Republicans have said they want Democrats to lift the debt ceiling themselves, saying they do not support their spending plans. Democrats point out that much of the country’s new debt was incurred under the Trump administration.
SCHEDULE OF INCLUDED INFRASTRUCTURES
Democrats also disagree on two pillars of Biden’s national agenda – a $ 1,000 billion infrastructure bill and a $ 3.5 trillion social spending program.
The split risks derailing Biden’s presidency and the party’s hopes of retaining its majorities in Congress in next year’s midterm elections.
Biden spent the weekend negotiating with lawmakers over the phone, administration officials said. The White House and Democrats in Congress were considering slashing electric vehicle benefits and community college tuition fees in the social spending bill, sources said.

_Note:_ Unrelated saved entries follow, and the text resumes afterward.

//! Motion sources. A clip is an opaque sampler filling the flat channel layout of a generic
//! [`Pose`]; keyframe storage is up to the implementor.

mod constant;
mod sampled;

use std::{fmt::Debug, sync::Arc};

use bevy::{
    platform::collections::HashMap,
    reflect::{Reflect, std_traits::ReflectDefault},
};
use serde::{Deserialize, Serialize};

pub use constant::ConstantClip;
pub use sampled::SampledClip;

use crate::{
    errors::ValidationError,
    mask::PoseMask,
    pose::{Pose, channels::CHANNEL_COUNT},
};

pub trait Clip: Send + Sync + Debug {
    /// Length in seconds. Zero for single-frame clips.
    fn duration(&self) -> f32;

    /// Fills `values` (laid out as in [`crate::pose::channels`]) with the pose at `time`
    /// seconds. `time` is always within `[0, duration]`.
    fn evaluate(&self, time: f32, values: &mut [f32]);

    /// Fields of the pose this clip animates.
    fn written(&self) -> PoseMask {
        PoseMask::ALL
    }
}

#[derive(Reflect, Clone, Copy, Debug, Default, PartialEq, Eq, Serialize, Deserialize)]
#[reflect(Default)]
pub enum RootMotionMode {
    /// Ground-plane root displacement is removed from the pose and reported as motion delta.
    #[default]
    Extract,
    /// The root moves inside the pose; no motion delta is produced.
    BakeIntoPose,
}

#[derive(Reflect, Clone, Debug, PartialEq, Serialize, Deserialize)]
#[reflect(Default)]
#[serde(default)]
pub struct ClipSettings {
    pub looping: bool,
    pub root_motion: RootMotionMode,
    /// How strongly gravity should act on the character while this clip plays.
    pub gravity_weight: f32,
    /// Time in seconds of the frame additive layers subtract from this clip.
    pub additive_reference_time: f32,
}

impl Default for ClipSettings {
    fn default() -> Self {
        Self {
            looping: true,
            root_motion: RootMotionMode::Extract,
            gravity_weight: 1.,
            additive_reference_time: 0.,
        }
    }
}

#[derive(Debug, Clone)]
pub struct ClipEntry {
    pub name: String,
    pub clip: Arc<dyn Clip>,
    pub settings: ClipSettings,
}

impl ClipEntry {
    pub fn duration(&self) -> f32 {
        self.clip.duration().max(0.)
    }

    /// Clip time in seconds of a normalized time, wrapped for looping clips and clamped
    /// otherwise.
    pub fn time_at(&self, normalized: f32) -> f32 {
        let duration = self.duration();
        if duration <= 0. {
            return 0.;
        }
        let normalized = if self.settings.looping {
            normalized.rem_euclid(1.)
        } else {
            normalized.clamp(0., 1.)
        };
        normalized * duration
    }

    /// Samples the clip at `time` seconds into `out`. Channels the clip leaves alone keep the
    /// values `out` already had.
    pub fn sample(&self, time: f32, scratch: &mut Vec<f32>, out: &mut Pose) {
        scratch.resize(CHANNEL_COUNT, 0.);
        out.write_channels(scratch);
        self.clip
            .evaluate(time.clamp(0., self.duration()), scratch.as_mut_slice());
        out.read_channels(scratch);
    }
}

/// Named clips of a controller, addressed by index once resolved.
#[derive(Debug, Clone, Default)]
pub struct ClipLibrary {
    entries: Vec<ClipEntry>,
    by_name: HashMap<String, usize>,
}

impl ClipLibrary {
    pub fn new() -> Self {
        Self::default()
    }

    pub fn add(
        &mut self,
        name: impl Into<String>,
        clip: Arc<dyn Clip>,
        settings: ClipSettings,
    ) -> Result<usize, ValidationError> {
        let name = name.into();
        if self.by_name.contains_key(&name) {
            return Err(ValidationError::DuplicateName(name));
        }
        let index = self.entries.len();
        self.by_name.insert(name.clone(), index);
        self.entries.push(ClipEntry {
            name,
            clip,
            settings,
        });
        Ok(index)
    }

    pub fn get(&self, index: usize) -> Option<&ClipEntry> {
        self.entries.get(index)
    }

    pub fn index_of(&self, name: &str) -> Option<usize> {
        self.by_name.get(name).copied()
    }

    pub fn resolve(&self, name: &str) -> Result<usize, ValidationError> {
        self.index_of(name)
            .ok_or_else(|| ValidationError::UnknownClip(name.to_string()))
    }

    pub fn len(&self) -> usize {
        self.entries.len()
    }

    pub fn is_empty(&self) -> bool {
        self.entries.is_empty()
    }

    pub fn iter(&self) -> impl Iterator<Item = &ClipEntry> {
        self.entries.iter()
    }
}

#[cfg(test)]
mod test {
    use super::*;

    fn entry(looping: bool) -> ClipEntry {
        ClipEntry {
            name: "walk".into(),
            clip: Arc::new(ConstantClip::new(&Pose::default(), 2.)),
            settings: ClipSettings {
                looping,
                ..Default::default()
            },
        }
    }

    #[test]
    fn test_time_at_wraps_or_clamps() {
        assert!((entry(true).time_at(1.25) - 0.5).abs() < 1e-6);
        assert!((entry(true).time_at(-0.25) - 1.5).abs() < 1e-6);
        assert_eq!(entry(false).time_at(1.25), 2.);
        assert_eq!(entry(false).time_at(-1.), 0.);
    }

    #[test]
    fn test_library_lookup() {
        let mut library = ClipLibrary::new();
        let clip: Arc<dyn Clip> = Arc::new(ConstantClip::new(&Pose::default(), 1.));
        assert_eq!(library.add("idle", clip.clone(), ClipSettings::default()), Ok(0));
        assert_eq!(
            library.add("idle", clip, ClipSettings::default()),
            Err(ValidationError::DuplicateName("idle".into()))
        );
        assert_eq!(library.resolve("idle"), Ok(0));
        assert_eq!(
            library.resolve("run"),
            Err(ValidationError::UnknownClip("run".into()))
        );
    }
}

Biden told reporters Democrats may not reach a deal this week, an assessment backed by Senate Democrat No.2 Dick Durbin.
“I don’t think anyone has a rosy script,” Durbin told reporters.
The infrastructure bill, which moderates favors, would fund projects for roads, bridges, airports, schools and others. It was passed in the Senate last month with considerable Republican support.
But Progressive Democrats have threatened to oppose the measure unless moderates in the House of Representatives and Senate agree to the larger package, which Democrats intend to pass without Republican votes.
Moderate Democrats say the $ 3.5 trillion price tag for the social spending bill is too high, and Democrats, including Pelosi, have recognized that it will need to be cut to pass.
Biden’s efforts to expand healthcare and education, reduce child poverty, and tackle climate change are at stake.
House Democrats walked out of a Monday night meeting confident they would bridge their differences.
“I think we’re going to get there,” said Steny Hoyer, the No. 2 House Democrat.